Disease Problems: Moderately susceptible to lethal yellowing
(USDA Hardiness Zones 10-11 only), phytophthora bud rot (rare)
Windmill Palms can grow in Zone 11 but is not to this palms liking.

Leaf Size: About 3' feet wide and 1.5' - 2.5' feet long (Full grown)

Foliage Color: Dark green

Trunk: Slender, covered with dark brown fibers

Petiole: 2-3.2' feet long, toothed on the margins



Transplanting Windmill Palms

Successful tree planting does not happen by chance, it requires thought, planning and attention to detail. Success does occur more frequently than failure. But failure and less-than-desired results are the results of many tree-planting ventures every year, resulting in the loss of time, effort and money.

Windmill palms can be transplanted at any time of the year, however they will establish themselves faster and with fewer problems if they are transplanted in the spring and summer. Windmill palms that have been established from spring or summer planting can resist the cold temperatures better, this is mostly important in the borderline areas. 


Preparing the soil

Windmill palms are widely adaptable, and can be transplanted in most soils, however clay and hard rocky soil should be removed and replaced with a soil amendment. Dig the hole out at least 1'-2' foot larger than the root ball, and back fill with a good potting soil mix.


Windmill Palm Placement

Plant the palm to the top of the root zone. It is very important that palm trees are not planted too deep. Add or remove soil until the palm tree is at the correct height, then add water as you back fill the soil. The water will ensure that no air pockets are trapped in the soil and will establish a good union between the newly planted palm and the existing soil.


Watering Windmill Palms

Watering is very important to the survival and health of the newly transplanted palm. Keep the soil damp, but do not over water. 
Over watering can encourage root diseases. After the palm has been watered in good from being transplanted, all that is needed is to keep the soil damp. Since the top layer of earth will dry up first, it is very easy to scratch the surface and check the dampness of the soil. If the surface is damp no water is needed.


Mulching Windmill Palms

Mulching around the palm after it has been planted has the following known advantages. 

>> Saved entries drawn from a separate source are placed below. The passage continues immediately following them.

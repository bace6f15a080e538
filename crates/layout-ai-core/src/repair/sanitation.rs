//! Catalog cap enforcement
//!
//! A standalone pass that trims every id group down to its catalog
//! `maxPerLevel`, for layouts that never went through grid repair or that
//! were edited afterwards.

use super::prune::prune_by_capacity;
use super::role::{classify_role, Role};
use layout_ai_config::config::GameTypeProfile;
use layout_ai_config::types::{LayoutData, Vec3};

/// Remove objects beyond their catalog cap and return how many were removed.
///
/// Slot and decoration groups prefer objects close to the path when the
/// layout has path objects. Other groups prefer row-major order (`z`, then
/// `x`) on grid profiles and keep input order on world profiles.
pub fn enforce_catalog_caps(layout: &mut LayoutData, profile: &GameTypeProfile) -> usize {
    let catalog = &profile.catalog;
    let path_positions: Vec<Vec3> = layout
        .objects
        .iter()
        .filter(|o| classify_role(&o.id, catalog) == Role::Path)
        .map(|o| o.position)
        .collect();

    let before = layout.objects.len();
    let objects = std::mem::take(&mut layout.objects);
    layout.objects = prune_by_capacity(
        objects,
        |o| o.id.to_ascii_lowercase(),
        |id| catalog.cap_for(id),
        |index, o| {
            let near_path = matches!(
                classify_role(&o.id, catalog),
                Role::Slot | Role::Decoration
            );
            if near_path && !path_positions.is_empty() {
                let distance = path_positions
                    .iter()
                    .map(|p| p.planar_manhattan(&o.position))
                    .fold(f32::INFINITY, f32::min);
                (distance, 0.0, 0.0)
            } else if profile.is_grid() {
                (o.position.z, o.position.x, 0.0)
            } else {
                (index as f32, 0.0, 0.0)
            }
        },
    );

    let path_kept = count_path_objects(layout, profile);
    if path_kept < path_positions.len() {
        tracing::warn!(
            "Path cap for '{}' removed {} of {} path objects, the route is no longer connected",
            profile.game_type,
            path_positions.len() - path_kept,
            path_positions.len()
        );
    }

    let removed = before - layout.objects.len();
    if removed > 0 {
        tracing::debug!(
            "Removed {} objects over their catalog caps for '{}'",
            removed,
            profile.game_type
        );
    }
    removed
}

fn count_path_objects(layout: &LayoutData, profile: &GameTypeProfile) -> usize {
    layout
        .objects
        .iter()
        .filter(|o| classify_role(&o.id, &profile.catalog) == Role::Path)
        .count()
}

#[cfg(test)]
mod tests {
    use super::*;
    use layout_ai_config::types::{Catalog, CatalogEntry, GridSpec, LayoutObject};

    fn catalog() -> Catalog {
        Catalog::new(vec![
            CatalogEntry::new("PathTile").with_tags(["path"]),
            CatalogEntry::new("TowerSlot").with_tags(["towerSlot"]).with_max(1),
            CatalogEntry::new("Crate").with_max(2),
            CatalogEntry::new("Pickup"),
        ])
    }

    fn object(id: &str, x: f32, z: f32) -> LayoutObject {
        LayoutObject::new(id, Vec3::new(x, 0.0, z))
    }

    #[test]
    fn test_slots_nearest_path_survive() {
        let profile = GameTypeProfile::new("td", catalog()).with_grid(GridSpec::new(10, 10));
        let mut layout = LayoutData::new("td").with_objects(vec![
            object("TowerSlot", 8.0, 8.0),
            object("PathTile", 2.0, 2.0),
            object("TowerSlot", 3.0, 2.0),
        ]);

        assert_eq!(enforce_catalog_caps(&mut layout, &profile), 1);
        assert_eq!(layout.objects.len(), 2);
        assert_eq!(layout.objects[1].position, Vec3::new(3.0, 0.0, 2.0));
    }

    #[test]
    fn test_grid_profile_uses_row_major_order() {
        let profile = GameTypeProfile::new("td", catalog()).with_grid(GridSpec::new(10, 10));
        let mut layout = LayoutData::new("td").with_objects(vec![
            object("Crate", 1.0, 5.0),
            object("Crate", 4.0, 1.0),
            object("Crate", 2.0, 1.0),
        ]);

        assert_eq!(enforce_catalog_caps(&mut layout, &profile), 1);
        let kept: Vec<Vec3> = layout.objects.iter().map(|o| o.position).collect();
        assert_eq!(kept, vec![Vec3::new(4.0, 0.0, 1.0), Vec3::new(2.0, 0.0, 1.0)]);
    }

    #[test]
    fn test_world_profile_keeps_input_order() {
        let profile = GameTypeProfile::new("arena-3d", catalog());
        let mut layout = LayoutData::new("arena-3d").with_objects(vec![
            object("crate", 1.0, 5.0),
            object("Crate", 4.0, 1.0),
            object("Crate", 2.0, 1.0),
            object("Pickup", 0.0, 0.0),
            object("Pickup", 0.0, 0.0),
        ]);

        assert_eq!(enforce_catalog_caps(&mut layout, &profile), 1);
        assert_eq!(layout.objects.len(), 4);
        assert_eq!(layout.objects[0].id, "crate");
        assert_eq!(layout.objects[1].position, Vec3::new(4.0, 0.0, 1.0));
    }

    #[test]
    fn test_capped_path_tiles_are_trimmed_row_major() {
        let catalog = Catalog::new(vec![CatalogEntry::new("PathTile")
            .with_tags(["path"])
            .with_max(2)]);
        let profile = GameTypeProfile::new("td", catalog).with_grid(GridSpec::new(10, 10));
        let mut layout = LayoutData::new("td").with_objects(vec![
            object("PathTile", 1.0, 3.0),
            object("PathTile", 1.0, 2.0),
            object("PathTile", 2.0, 2.0),
            object("PathTile", 2.0, 1.0),
        ]);

        assert_eq!(enforce_catalog_caps(&mut layout, &profile), 2);
        assert_eq!(count_path_objects(&layout, &profile), 2);
        let kept: Vec<Vec3> = layout.objects.iter().map(|o| o.position).collect();
        assert_eq!(kept, vec![Vec3::new(1.0, 0.0, 2.0), Vec3::new(2.0, 0.0, 1.0)]);
    }

    #[test]
    fn test_within_caps_is_noop() {
        let profile = GameTypeProfile::new("td", catalog());
        let mut layout = LayoutData::new("td").with_objects(vec![object("Crate", 0.0, 0.0)]);
        let original = layout.clone();
        assert_eq!(enforce_catalog_caps(&mut layout, &profile), 0);
        assert_eq!(layout, original);
    }
}
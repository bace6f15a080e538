pub mod error;
pub mod prompt;
pub mod recovery;
pub mod repair;
pub mod source;
pub mod validation;

pub use layout_ai_config::{config, types};

pub use error::ParseError;
pub use prompt::{build_system_message, build_user_message, Capabilities, LAYOUT_SCHEMA};
pub use recovery::{recover_layout, Recovered, RecoveryPath};
pub use repair::{
    classify_role, enforce_catalog_caps, finalize_layout, fit_to_arena, repair_grid_layout,
    FinalizeOutcome, RepairReport, Role,
};
pub use source::{create_source, FakeSource, FileSource, LayoutSource, SourceKind};
pub use validation::{validate, ValidationReport};
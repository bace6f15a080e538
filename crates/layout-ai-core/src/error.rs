//! Error types for layout recovery

/// Why a piece of model output could not be turned into a usable layout
#[derive(Debug, Clone, PartialEq, Eq, thiserror::Error)]
pub enum ParseError {
    /// The text could not be read as a layout document, even after recovery
    #[error("Malformed layout document: {0}")]
    Malformed(String),

    /// The document parsed but contained no objects
    #[error("Layout document contains no objects")]
    EmptyResult,
}

impl From<serde_json::Error> for ParseError {
    fn from(err: serde_json::Error) -> Self {
        ParseError::Malformed(err.to_string())
    }
}

pub type Result<T> = std::result::Result<T, ParseError>;
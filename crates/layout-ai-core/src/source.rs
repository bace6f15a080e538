//! Upstream layout sources
//!
//! A source turns a `(system, user)` message pair into raw model output. The
//! recovery pipeline consumes that text, so sources return it untouched,
//! envelope and all.

use anyhow::{anyhow, Context, Result};
use layout_ai_config::config::SourceConfig;
use layout_ai_config::types::{LayoutData, LayoutObject, Vec3};
use std::path::PathBuf;
use std::sync::Arc;

/// Which kind of source produces the text
#[derive(Debug, Clone, Copy, PartialEq, Eq)]
pub enum SourceKind {
    /// Canned response, no model involved
    Fake,
    /// Recorded response read from disk
    File,
}

impl SourceKind {
    pub fn from_str(s: &str) -> Option<Self> {
        match s.trim().to_lowercase().as_str() {
            "fake" | "mock" => Some(SourceKind::Fake),
            "file" | "replay" => Some(SourceKind::File),
            _ => None,
        }
    }

    pub fn as_str(&self) -> &'static str {
        match self {
            SourceKind::Fake => "fake",
            SourceKind::File => "file",
        }
    }
}

/// Something that answers a layout request with raw text
pub trait LayoutSource: Send + Sync {
    fn kind(&self) -> SourceKind;

    /// Produce raw output for the given messages
    fn complete(&self, system: &str, user: &str) -> Result<String>;
}

/// Source returning a fixed response
#[derive(Debug, Clone, Default)]
pub struct FakeSource {
    model_name: Option<String>,
    response: Option<String>,
}

impl FakeSource {
    pub fn with_model_name(mut self, model_name: impl Into<String>) -> Self {
        self.model_name = Some(model_name.into());
        self
    }

    /// Replace the canned arena layout with a custom response
    pub fn with_response(mut self, response: impl Into<String>) -> Self {
        self.response = Some(response.into());
        self
    }

    pub fn model_name(&self) -> &str {
        self.model_name.as_deref().unwrap_or("fake-model")
    }

    /// The layout served when no custom response is set
    pub fn canned_layout() -> LayoutData {
        let mut layout = LayoutData::new("arena-3d").with_objects(vec![
            LayoutObject::new("EnemySpawner.Basic", Vec3::new(2.0, 0.0, 5.0)),
            LayoutObject::new("Pickup.HealthSmall", Vec3::new(0.0, 0.0, -3.0)),
            LayoutObject::new("Cover.CrateSmall", Vec3::new(-4.0, 0.0, 2.0)),
        ]);
        layout.theme = "desert".to_string();
        layout
    }
}

impl LayoutSource for FakeSource {
    fn kind(&self) -> SourceKind {
        SourceKind::Fake
    }

    fn complete(&self, _system: &str, user: &str) -> Result<String> {
        tracing::debug!(
            "{} answering request of {} bytes",
            self.model_name(),
            user.len()
        );
        match &self.response {
            Some(response) => Ok(response.clone()),
            None => serde_json::to_string_pretty(&Self::canned_layout())
                .context("Failed to serialize canned layout"),
        }
    }
}

/// Source replaying a response recorded on disk
#[derive(Debug, Clone)]
pub struct FileSource {
    path: PathBuf,
}

impl FileSource {
    pub fn new(path: impl Into<PathBuf>) -> Self {
        Self { path: path.into() }
    }
}

impl LayoutSource for FileSource {
    fn kind(&self) -> SourceKind {
        SourceKind::File
    }

    fn complete(&self, _system: &str, _user: &str) -> Result<String> {
        std::fs::read_to_string(&self.path)
            .with_context(|| format!("Failed to read recorded response {}", self.path.display()))
    }
}

/// Create a layout source from configuration
pub fn create_source(config: &SourceConfig) -> Result<Arc<dyn LayoutSource>> {
    let kind = SourceKind::from_str(&config.provider)
        .ok_or_else(|| anyhow!("Unknown source provider: {}", config.provider))?;

    match kind {
        SourceKind::Fake => {
            let source = match &config.model_name {
                Some(model_name) => FakeSource::default().with_model_name(model_name.clone()),
                None => FakeSource::default(),
            };
            Ok(Arc::new(source))
        }
        SourceKind::File => {
            let path = config
                .response_file
                .clone()
                .context("The file source needs source.response_file")?;
            Ok(Arc::new(FileSource::new(path)))
        }
    }
}
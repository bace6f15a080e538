use crate::cli::OutputArgs;
use crate::support::{print_outcome, read_input};
use anyhow::{Context, Result};
use layout_ai_config::config::GameTypeProfile;
use layout_ai_core::{finalize_layout, recover_layout};
use std::path::Path;

pub fn run(input: Option<&Path>, profile: &GameTypeProfile, output: &OutputArgs) -> Result<()> {
    let raw = read_input(input)?;
    let recovered = recover_layout(&raw).context("Could not recover a layout")?;
    let outcome = finalize_layout(recovered.layout, profile);

    match &outcome.repair {
        Some(report) => tracing::info!(
            "Repaired layout: route of {} cells, {} relocated, {} pruned, {} capped",
            report.route.len(),
            report.relocated,
            report.pruned,
            outcome.capped
        ),
        None => tracing::info!(
            "Fitted layout to arena (factor {:.3}), {} capped",
            outcome.fit_factor.unwrap_or(1.0),
            outcome.capped
        ),
    }

    print_outcome(outcome, profile, output.world_coords, output.json)
}
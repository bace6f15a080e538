//! Layout documents as produced by the model

use serde::{Deserialize, Serialize};

/// Schema version written when a document does not declare one
pub const DEFAULT_SCHEMA_VERSION: &str = "1.0.0";

/// A point or vector in 3D space. Y is up.
#[derive(Debug, Clone, Copy, PartialEq, Default, Serialize, Deserialize)]
pub struct Vec3 {
    #[serde(default)]
    pub x: f32,
    #[serde(default)]
    pub y: f32,
    #[serde(default)]
    pub z: f32,
}

impl Vec3 {
    pub const ZERO: Self = Self {
        x: 0.0,
        y: 0.0,
        z: 0.0,
    };

    /// Create a new vector
    pub fn new(x: f32, y: f32, z: f32) -> Self {
        Self { x, y, z }
    }

    /// Manhattan distance on the ground plane (x/z), ignoring height
    pub fn planar_manhattan(&self, other: &Vec3) -> f32 {
        (self.x - other.x).abs() + (self.z - other.z).abs()
    }
}

/// One placed object in a layout
#[derive(Debug, Clone, PartialEq, Serialize, Deserialize)]
pub struct LayoutObject {
    /// Catalog key
    pub id: String,
    /// Grid cell or world position, depending on the profile's coordinate space
    pub position: Vec3,
    /// Euler angles in degrees
    #[serde(
        default,
        alias = "rotationEuler",
        skip_serializing_if = "Option::is_none"
    )]
    pub rotation: Option<Vec3>,
    #[serde(default, skip_serializing_if = "Option::is_none")]
    pub scale: Option<Vec3>,
}

impl LayoutObject {
    pub fn new(id: impl Into<String>, position: Vec3) -> Self {
        Self {
            id: id.into(),
            position,
            rotation: None,
            scale: None,
        }
    }
}

/// A complete generated level
#[derive(Debug, Clone, PartialEq, Serialize, Deserialize)]
pub struct LayoutData {
    #[serde(rename = "schemaVersion", default = "default_schema_version")]
    pub schema_version: String,
    #[serde(rename = "gameType", default)]
    pub game_type: String,
    #[serde(default)]
    pub theme: String,
    pub objects: Vec<LayoutObject>,
}

fn default_schema_version() -> String {
    DEFAULT_SCHEMA_VERSION.to_string()
}

impl Default for LayoutData {
    fn default() -> Self {
        Self {
            schema_version: default_schema_version(),
            game_type: String::new(),
            theme: String::new(),
            objects: Vec::new(),
        }
    }
}

impl LayoutData {
    /// Create an empty layout for a game type
    pub fn new(game_type: impl Into<String>) -> Self {
        Self {
            game_type: game_type.into(),
            ..Self::default()
        }
    }

    pub fn with_objects(mut self, objects: Vec<LayoutObject>) -> Self {
        self.objects = objects;
        self
    }

    pub fn is_empty(&self) -> bool {
        self.objects.is_empty()
    }

    /// Number of objects whose id matches `id` (ASCII case-insensitive)
    pub fn count_of(&self, id: &str) -> usize {
        self.objects
            .iter()
            .filter(|o| o.id.eq_ignore_ascii_case(id))
            .count()
    }
}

1. It will keep moisture in the soil longer (Less watering) 

2. It will help your palm stand out with a decorative look. 

3. Breaks down fertilizer when placed under the mulch.

4. It will reduce weeds from growing while it enriches the soil. 

Cypress Mulch and Pine Straw are popular types of mulch. 

Be sure to replace the mulch as it decomposes.



Fertilizing Windmill Palms

Fertilizer is essential for fast growth and maintaining healthy palm trees. This is not hard to accomplish with a fertilizer program Use a slow release fertilizer that has a 3-1-3 ratio of nitrogen, phosphorus, and potassium and apply every 3-4 months. Keeping your palms with a thriving tropical look!